Re: reading files from a directory
by morgon (Priest) on Oct 28, 2010 at 02:28 UTC
    The problem is not in the open, but in the way you loop through the file.

    You must not have blanks between the filehandle and the angle-operator (because then the angle-operator sees the blanks, finds that this is not a filehandle and tries to glob it.

    You first attempt shoud be ok as long as you do it like this:

    while ( <IN> ){ # no blanks araound IN ... while ( <$fh> ){ # dito
    And while we are at it the second form (using a lexical variable rather than a package-filehandle) is considered to be better style and you should also use the 3-arg form of open:
    open (IN, "<", $dir/$file")
      Thank you. Are you saying that IN is better than $fh?

        The recommendation these days is to use the three argument form of open, lexical filehandles rather than package filehandles (i.e. $fh rather then IN) and to check for the success of the operation, showing the O/S error ($!) in the error message on failure.

        ... my $inputFile = q{/path/to/myFile; open my $inputFH, q{<}, $inputFile or die qq{open: < $inputFile: $!\n}; ...

        I hope this is helpful.

        Cheers,

        JohnGG

Re: reading files from a directory
by kcott (Archbishop) on Oct 28, 2010 at 02:45 UTC

    Many objects have an underlying hash structure. When you print them, you get HASH(0xnnnnnnnn).
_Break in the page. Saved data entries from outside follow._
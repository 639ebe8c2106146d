//! The researcher → synthesizer agent.

use std::sync::Arc;

use tracing::{debug, warn};

use verity_collectors::{render_evidence, SearchProvider};
use verity_core::json::parse_verdict_response;
use verity_core::VerdictRecord;
use verity_llm::ChatProvider;

use crate::errors::Result;
use crate::prompt::build_fact_check_prompt;

/// Linear two-node pipeline: search the claim, then ask the model for a
/// verdict grounded in what came back.
pub struct FactCheckAgent {
    search: Arc<dyn SearchProvider>,
    llm: Arc<dyn ChatProvider>,
}

impl FactCheckAgent {
    /// Create an agent over the given search and LLM providers.
    pub fn new(search: Arc<dyn SearchProvider>, llm: Arc<dyn ChatProvider>) -> Self {
        Self { search, llm }
    }

    /// Run the full pipeline for one claim.
    ///
    /// A failed search is not fatal — the synthesizer is told the search
    /// failed and judges with what it has (typically `Unverified`). A failed
    /// LLM call is fatal to the run.
    pub async fn run(&self, claim: &str) -> Result<VerdictRecord> {
        debug!(claim_len = claim.len(), "researching claim");
        let evidence = match self.search.search(claim).await {
            Ok(results) => render_evidence(&results),
            Err(e) => {
                warn!(error = %e, "search failed, synthesizing without evidence");
                format!("Search failed: {e}")
            }
        };

        let prompt = build_fact_check_prompt(claim, &evidence);
        let raw = self.llm.complete(&prompt).await?;
        Ok(parse_verdict_response(&raw))
    }
}
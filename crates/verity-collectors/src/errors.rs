//! Collector error types.

use thiserror::Error;

/// Errors from evidence collection.
#[derive(Debug, Error)]
pub enum CollectorError {
    /// HTTP request failed.
    #[error("HTTP error: {0}")]
    Http(#[from] reqwest::Error),

    /// The API answered with a non-success status.
    #[error("API error ({status}): {message}")]
    Api {
        /// HTTP status code.
        status: u16,
        /// Error description.
        message: String,
    },

    /// Response body could not be parsed.
    #[error("parse error: {0}")]
    Parse(#[from] serde_json::Error),

    /// No API key available for this source.
    #[error("missing API key: {0}")]
    MissingKey(String),
}

/// Result alias for collector operations.
pub type Result<T> = std::result::Result<T, CollectorError>;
File handles are based on typeglobs, when you print them you get GLOB(0xnnnnnnnn). This is what you're seeing here. Here's an example:

    $ cat > fh_test This is fh_test $ perl -wE 'open my $fh, q{<}, q{fh_test} or die $!; while (<$fh>) { p +rint }' This is fh_test $ perl -wE 'open my $fh, q{<}, q{fh_test} or die $!; while (< $fh >) { + print }' GLOB(0x10053ad8)

    toolic gave you the fix for IN. I also note you'll need the same fix for $fh. I'd check if you have any other instances of this.

    -- Ken

      Thanks Ken!
Re: reading files from a directory
by umasuresh (Hermit) on Oct 28, 2010 at 15:18 UTC
    Another way to read files from a directory is to use File::Find. I found this to be very useful!